Domingo, 28 de abril de 2024
Por Redação Rádio Pampa | 15 de agosto de 2022
Para fazer economias, os argentinos vão guardando maços de dólares nos bolsos de roupas, embaixo do assoalho de casa e em cofres ultra-seguros.
Os argentinos detêm tantos dólares americanos — talvez mais do que qualquer outro lugar fora dos EUA, segundo especialistas — que, em alguns casos, acabam jogando algumas notas fora por engano.

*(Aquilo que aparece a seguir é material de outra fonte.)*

//! Model-invocable tools for Palaver.
//!
//! - [`ToolRegistry`]: static tools plus per-conversation dynamic tools
//!   that expire after a fixed TTL
//! - [`ToolMemory`]: provenance recorded by tool executions during a turn
//! - built-in `fetch_url` and knowledge-search tools

pub mod knowledge;
pub mod memory;
pub mod registry;
pub mod tool;
pub mod web_fetch;

pub use knowledge::KnowledgeSearchTool;
pub use memory::{ToolMemory, ToolMemoryEntry};
pub use registry::{tool_definitions, ToolRegistry};
pub use tool::{Tool, ToolContext, ToolErrorPolicy};
pub use web_fetch::{FetchUrlTool, HttpUrlFetcher};
// ━━━━━━━━━━━━━━━━━━━━━━━━━━━━━━━━━━━━━━━━━━━━━━━━━━━━━━━━━━━━━━━━━━
// Finalization
// ━━━━━━━━━━━━━━━━━━━━━━━━━━━━━━━━━━━━━━━━━━━━━━━━━━━━━━━━━━━━━━━━━━

async fn finalize_turn(
    engine: &Engine,
    ctx: &TurnContext,
    acc: TurnAccumulator,
    started: Instant,
) -> Result<TurnOutcome> {
    // Provider citations first, then tool memory in tools-used order.
    let mut sources = acc.citations;
    let mut artifacts = Vec::new();
    let mut memory = engine.tool_memory.take(&ctx.conversation_id);
    let mut ordered = Vec::with_capacity(memory.len());
    for name in &acc.tools_used {
        if let Some(entry) = memory.remove(name) {
            ordered.push(entry);
        }
    }
    ordered.extend(memory.into_values());
    for entry in ordered {
        sources.extend(entry.used_sources);
        merge_artifacts(&mut artifacts, entry.used_artifacts);
    }
    let sources = dedup_sources_by_label(sources);
    let text = strip_media(&acc.text);

    engine.progress.update(
        &ctx.conversation_id,
        ProgressUpdate {
            text: Some(text.clone()),
            complete: Some(true),
            meta: Some(ProgressMeta {
                tools_used: acc.tools_used.clone(),
                sources: sources.clone(),
                artifacts: artifacts.clone(),
            }),
        },
    );
    engine.progress.schedule_clear(
        &ctx.conversation_id,
        &ctx.turn_id,
        Duration::from_millis(engine.config.engine.progress_clear_delay_ms),
    );

    let mut message = ChatMessage::assistant(text, ctx.model.spec());
    if !artifacts.is_empty() {
        message.meta.artifacts = Some(artifacts.clone());
    }
    if !sources.is_empty() {
        message.meta.knowledge_sources = Some(sources.clone());
    }
    let session = engine
        .sessions
        .append_messages(&ctx.conversation_id, vec![message.clone()])?;

    let usage = acc.usage.unwrap_or_default();
    TraceEvent::TurnCompleted {
        conversation_id: ctx.conversation_id.clone(),
        turn_id: ctx.turn_id.clone(),
        steps: acc.steps,
        text_chars: message.content.len(),
        sources: sources.len(),
        artifacts: artifacts.len(),
        duration_ms: started.elapsed().as_millis() as u64,
    }
    .emit();

    Ok(TurnOutcome {
        conversation_id: ctx.conversation_id.clone(),
        message,
        messages: session.messages,
        meta: TurnMeta {
            used_tokens: usage.total_tokens,
            prompt_tokens: usage.prompt_tokens,
            completion_tokens: usage.completion_tokens,
            tools_used: acc.tools_used,
            sources,
            artifacts,
            steps: acc.steps,
            model: ctx.model.spec(),
        },
    })
}

#[cfg(test)]
mod tests {
    use super::*;

    #[test]
    fn new_text_conversation_gets_system_prompt() {
        let template = build_template("Be brief.", TurnInput::Text("hi".into()), true).unwrap();
        assert_eq!(template.len(), 2);
        assert_eq!(template[0].role, ChatRole::System);
        assert_eq!(template[0].content, "Be brief.");
        assert_eq!(template[1].role, ChatRole::User);
    }

    #[test]
    fn follow_up_text_is_a_single_user_message() {
        let template = build_template("Be brief.", TurnInput::Text("again".into()), false).unwrap();
        assert_eq!(template.len(), 1);
        assert_eq!(template[0].content, "again");
    }

    #[test]
    fn blank_input_is_rejected() {
        let err = build_template("p", TurnInput::Text("   ".into()), true).unwrap_err();
        assert!(matches!(err, Error::Validation(_)));
        let err = build_template("p", TurnInput::Template(vec![]), true).unwrap_err();
        assert!(matches!(err, Error::Validation(_)));
    }

    #[test]
    fn follow_up_template_cannot_carry_system_message() {
        let template = vec![TemplateMessage {
            role: ChatRole::System,
            content: "override".into(),
        }];
        assert!(build_template("p", TurnInput::Template(template.clone()), true).is_ok());
        assert!(build_template("p", TurnInput::Template(template), false).is_err());
    }

    #[test]
    fn malformed_tool_arguments_default_to_empty_object() {
        assert_eq!(parse_tool_arguments("c", "t", ""), serde_json::json!({}));
        assert_eq!(parse_tool_arguments("c", "t", "{not json"), serde_json::json!({}));
        assert_eq!(
            parse_tool_arguments("c", "t", r#"{"q":"x"}"#),
            serde_json::json!({ "q": "x" })
        );
    }

    #[test]
    fn turn_event_serializes_tagged() {
        let json = serde_json::to_value(TurnEvent::ToolResult {
            call_id: "1".into(),
            tool_name: "t".into(),
            content: "ok".into(),
            is_error: false,
        })
        .unwrap();
        assert_eq!(json["type"], "tool_result");
        assert!(json.get("is_error").is_none());
    }
}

No mês passado, foram encontradas dezenas de milhares de dólares em um lixão.
O banco central do país estima que os domicílios e as empresas não financeiras do país detenham mais de US$ 230 bilhões em ativos financeiros estrangeiros, principalmente em dólar americano. A maior parte desse dinheiro está em contas bancárias internacionais, mas há uma porção em cofres e esconderijos espalhados por todo o país.
Essa predileção pela moeda americana vem do fato de o valor do peso estar derretendo. Há um ano, US$ 1 era comprado por 180 pesos no mercado negro. Agora são 298 pesos. Com a moeda argentina em colapso, os preços não param de subir. Economistas estimam que a inflação no país, que já está em 64% ao ano, poderá chegar a 90% até dezembro.
A crise econômica atual é uma das piores enfrentadas pelo país em décadas. E mostra que, num cenário em que países de todo o mundo se esforçam para controlar a alta de preços, é possível que não exista uma grande economia que entenda como viver em meio à inflação melhor que a Argentina.
O país vem lutando com a acelerada escalada de preços pelo menos ao longo dos últimos 50 anos. Num período caótico no fim dos anos 1980, por exemplo, a inflação bateu em inacreditáveis 3.000%, fazendo com que os argentinos corressem para comprar alimentos antes que os supermercados remarcassem os preços. Agora, a inflação agora está de volta, ultrapassando 30% ao ano desde 2018.
Gastar peso
A estratégia passa por gastar os pesos o mais rápido possível assim que recebidos. Os argentinos compram tudo parcelado. Eles não confiam nos bancos e dificilmente usam crédito. Depois de tanto tempo com constante alta de preços, já não fazem ideia de quanto as coisas deveriam custar.
O publicitário Ignacio Jauand, de 34 anos, compra tudo o que pode com parcelamento, incluindo sua cama, roupas, um PlayStation 5 e até mesmo um descascador de batatas.
Não é que ele não tenha dinheiro para bancar essas compras. Mas aposta que o valor do peso vai cair, reduzindo de forma significativa o custo final do produto. A estratégia, diz ele, sempre funcionou.
“O último parcelamento que paguei pela TV ou a geladeira custou o equivalente a dois ou três combos do McDonald’s”, destacou ele. “Comprar coisas é uma forma de vencer a inflação.”
A situação se mantém razoavelmente sob controle. Os salários para grande parte dos empregos sobem perto de 50% ao ano. Locatários podem reajustar os alugueis cobrados em taxas similares. E milhões de argentinos usam o mercado negro para fugir a restrições impostas pelo governo para comprar dólares americanos.
O resultado disso é que nas áreas mais ricas de Buenos Aires, o setor imobiliário segue avançando em ritmo acelerado e bares e restaurantes estão lotados. Para se ter uma ideia, a próxima janela para fazer uma reserva de jantar para dois no Anchoita, um dos restaurantes mais badalados da capital argentina no momento, é em janeiro.
Nas regiões mais pobres, por outro lado, as pessoas catam papelão para vender, juntam dinheiro para comprarem comida de forma coletiva e trocam mercadorias usadas para evitarem o uso do peso. É uma camada da população que não tem rendimento reajustado automaticamente e que, certamente, não têm rendimento extra para comprar dólares.
Isso significa que aos mais pobres resta trabalhar por poucos pesos enquanto tudo vai ficando cada vez mais caro. Cerca de 37% dos argentinos vivem na pobreza atualmente, um salto na comparação com a taxa de 30% registrada em 2016.